* _To do_
Within the listing below, the lines to output run from the one containing "#[cfg(test)]" through the one containing "assert!(load_config(file.path()).is_err());"; copy them exactly and nothing else.

* _Given records_
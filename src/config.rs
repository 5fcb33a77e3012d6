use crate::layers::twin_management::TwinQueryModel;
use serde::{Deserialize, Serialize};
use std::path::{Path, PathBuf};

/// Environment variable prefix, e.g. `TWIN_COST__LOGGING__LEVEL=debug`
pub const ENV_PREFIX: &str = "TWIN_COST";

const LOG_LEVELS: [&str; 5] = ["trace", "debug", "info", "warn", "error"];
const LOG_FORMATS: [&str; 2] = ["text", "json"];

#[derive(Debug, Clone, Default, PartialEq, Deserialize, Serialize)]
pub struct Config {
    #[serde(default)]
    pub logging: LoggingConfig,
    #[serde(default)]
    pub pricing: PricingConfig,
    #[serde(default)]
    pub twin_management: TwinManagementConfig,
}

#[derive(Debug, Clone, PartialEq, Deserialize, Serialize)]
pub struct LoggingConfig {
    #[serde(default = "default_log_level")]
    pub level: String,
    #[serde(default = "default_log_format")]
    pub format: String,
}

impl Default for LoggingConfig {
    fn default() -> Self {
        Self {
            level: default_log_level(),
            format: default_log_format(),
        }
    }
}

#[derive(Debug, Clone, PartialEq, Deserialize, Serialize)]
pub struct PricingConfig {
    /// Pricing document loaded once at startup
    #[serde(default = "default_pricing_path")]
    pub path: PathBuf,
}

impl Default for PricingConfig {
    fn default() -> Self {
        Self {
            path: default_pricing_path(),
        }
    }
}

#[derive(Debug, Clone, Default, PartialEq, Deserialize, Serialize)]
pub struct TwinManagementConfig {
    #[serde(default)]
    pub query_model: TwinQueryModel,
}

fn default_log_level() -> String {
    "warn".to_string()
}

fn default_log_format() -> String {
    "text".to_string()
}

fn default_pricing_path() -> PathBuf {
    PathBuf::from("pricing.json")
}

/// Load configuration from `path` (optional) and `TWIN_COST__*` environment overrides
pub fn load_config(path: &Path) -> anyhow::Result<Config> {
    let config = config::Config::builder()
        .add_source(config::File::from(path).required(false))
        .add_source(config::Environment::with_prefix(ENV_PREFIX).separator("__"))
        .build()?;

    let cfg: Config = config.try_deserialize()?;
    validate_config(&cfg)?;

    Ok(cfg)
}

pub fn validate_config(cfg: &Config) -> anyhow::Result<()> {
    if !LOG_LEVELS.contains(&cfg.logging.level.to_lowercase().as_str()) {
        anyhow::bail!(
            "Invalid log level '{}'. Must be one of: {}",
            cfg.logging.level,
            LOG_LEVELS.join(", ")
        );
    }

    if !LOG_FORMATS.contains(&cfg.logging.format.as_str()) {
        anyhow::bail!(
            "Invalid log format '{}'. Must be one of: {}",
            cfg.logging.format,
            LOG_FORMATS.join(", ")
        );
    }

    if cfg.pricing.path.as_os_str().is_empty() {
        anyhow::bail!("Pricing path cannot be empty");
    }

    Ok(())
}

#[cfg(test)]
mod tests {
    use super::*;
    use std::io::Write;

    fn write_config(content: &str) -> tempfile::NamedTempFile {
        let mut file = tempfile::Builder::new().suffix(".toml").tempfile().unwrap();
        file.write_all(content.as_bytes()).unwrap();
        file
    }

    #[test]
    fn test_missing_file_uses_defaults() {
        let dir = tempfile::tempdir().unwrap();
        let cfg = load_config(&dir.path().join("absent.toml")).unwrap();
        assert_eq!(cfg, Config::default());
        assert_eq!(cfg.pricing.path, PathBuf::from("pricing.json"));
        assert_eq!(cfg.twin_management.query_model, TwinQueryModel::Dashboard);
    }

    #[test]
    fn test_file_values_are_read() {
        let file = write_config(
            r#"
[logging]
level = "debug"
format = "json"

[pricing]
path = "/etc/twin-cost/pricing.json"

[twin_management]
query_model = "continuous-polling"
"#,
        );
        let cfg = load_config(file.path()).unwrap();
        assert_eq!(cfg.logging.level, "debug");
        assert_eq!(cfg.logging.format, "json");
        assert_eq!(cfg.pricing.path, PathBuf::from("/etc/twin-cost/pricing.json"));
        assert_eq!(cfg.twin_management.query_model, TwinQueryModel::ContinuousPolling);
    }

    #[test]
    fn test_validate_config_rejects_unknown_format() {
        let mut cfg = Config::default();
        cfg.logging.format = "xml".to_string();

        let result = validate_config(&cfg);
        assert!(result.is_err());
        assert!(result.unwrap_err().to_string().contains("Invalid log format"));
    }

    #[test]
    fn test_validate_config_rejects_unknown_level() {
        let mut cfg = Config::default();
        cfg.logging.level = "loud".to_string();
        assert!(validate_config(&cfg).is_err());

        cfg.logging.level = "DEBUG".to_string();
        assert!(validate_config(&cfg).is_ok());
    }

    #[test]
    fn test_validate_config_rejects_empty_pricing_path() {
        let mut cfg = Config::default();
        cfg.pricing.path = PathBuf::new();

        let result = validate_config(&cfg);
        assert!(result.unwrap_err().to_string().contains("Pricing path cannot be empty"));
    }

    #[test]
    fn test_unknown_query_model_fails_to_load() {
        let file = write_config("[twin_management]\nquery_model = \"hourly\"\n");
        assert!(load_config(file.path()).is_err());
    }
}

...

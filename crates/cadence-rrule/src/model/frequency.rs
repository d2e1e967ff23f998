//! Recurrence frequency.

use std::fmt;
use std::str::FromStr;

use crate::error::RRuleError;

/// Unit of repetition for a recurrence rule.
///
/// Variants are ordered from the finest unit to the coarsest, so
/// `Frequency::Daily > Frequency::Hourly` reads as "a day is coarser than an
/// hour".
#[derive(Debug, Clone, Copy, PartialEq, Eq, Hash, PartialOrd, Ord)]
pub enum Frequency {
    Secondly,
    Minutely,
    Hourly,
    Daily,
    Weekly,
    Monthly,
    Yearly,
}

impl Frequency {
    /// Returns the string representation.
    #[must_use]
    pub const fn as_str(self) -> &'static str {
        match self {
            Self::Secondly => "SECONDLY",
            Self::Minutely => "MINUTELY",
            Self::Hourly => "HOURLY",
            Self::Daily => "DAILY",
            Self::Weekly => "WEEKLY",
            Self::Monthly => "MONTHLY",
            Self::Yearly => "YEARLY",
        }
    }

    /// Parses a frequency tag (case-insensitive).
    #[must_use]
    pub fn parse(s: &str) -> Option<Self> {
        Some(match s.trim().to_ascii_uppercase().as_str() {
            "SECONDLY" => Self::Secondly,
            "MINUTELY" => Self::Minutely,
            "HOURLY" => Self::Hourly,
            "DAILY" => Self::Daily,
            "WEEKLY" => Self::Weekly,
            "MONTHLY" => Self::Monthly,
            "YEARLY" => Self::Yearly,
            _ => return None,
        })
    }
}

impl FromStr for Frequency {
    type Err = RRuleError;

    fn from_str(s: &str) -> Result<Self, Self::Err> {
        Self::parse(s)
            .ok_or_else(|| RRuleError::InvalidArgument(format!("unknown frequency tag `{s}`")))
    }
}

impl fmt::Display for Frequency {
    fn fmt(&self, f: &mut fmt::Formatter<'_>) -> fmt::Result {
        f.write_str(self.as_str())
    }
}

* _Solution_
#[cfg(test)]
mod tests {
    use super::*;
    use std::io::Write;

    fn write_config(content: &str) -> tempfile::NamedTempFile {
        let mut file = tempfile::Builder::new().suffix(".toml").tempfile().unwrap();
        file.write_all(content.as_bytes()).unwrap();
        file
    }

    #[test]
    fn test_missing_file_uses_defaults() {
        let dir = tempfile::tempdir().unwrap();
        let cfg = load_config(&dir.path().join("absent.toml")).unwrap();
        assert_eq!(cfg, Config::default());
        assert_eq!(cfg.pricing.path, PathBuf::from("pricing.json"));
        assert_eq!(cfg.twin_management.query_model, TwinQueryModel::Dashboard);
    }

    #[test]
    fn test_file_values_are_read() {
        let file = write_config(
            r#"
[logging]
level = "debug"
format = "json"

[pricing]
path = "/etc/twin-cost/pricing.json"

[twin_management]
query_model = "continuous-polling"
"#,
        );
        let cfg = load_config(file.path()).unwrap();
        assert_eq!(cfg.logging.level, "debug");
        assert_eq!(cfg.logging.format, "json");
        assert_eq!(cfg.pricing.path, PathBuf::from("/etc/twin-cost/pricing.json"));
        assert_eq!(cfg.twin_management.query_model, TwinQueryModel::ContinuousPolling);
    }

    #[test]
    fn test_validate_config_rejects_unknown_format() {
        let mut cfg = Config::default();
        cfg.logging.format = "xml".to_string();

        let result = validate_config(&cfg);
        assert!(result.is_err());
        assert!(result.unwrap_err().to_string().contains("Invalid log format"));
    }

    #[test]
    fn test_validate_config_rejects_unknown_level() {
        let mut cfg = Config::default();
        cfg.logging.level = "loud".to_string();
        assert!(validate_config(&cfg).is_err());

        cfg.logging.level = "DEBUG".to_string();
        assert!(validate_config(&cfg).is_ok());
    }

    #[test]
    fn test_validate_config_rejects_empty_pricing_path() {
        let mut cfg = Config::default();
        cfg.pricing.path = PathBuf::new();

        let result = validate_config(&cfg);
        assert!(result.unwrap_err().to_string().contains("Pricing path cannot be empty"));
    }

    #[test]
    fn test_unknown_query_model_fails_to_load() {
        let file = write_config("[twin_management]\nquery_model = \"hourly\"\n");
        assert!(load_config(file.path()).is_err());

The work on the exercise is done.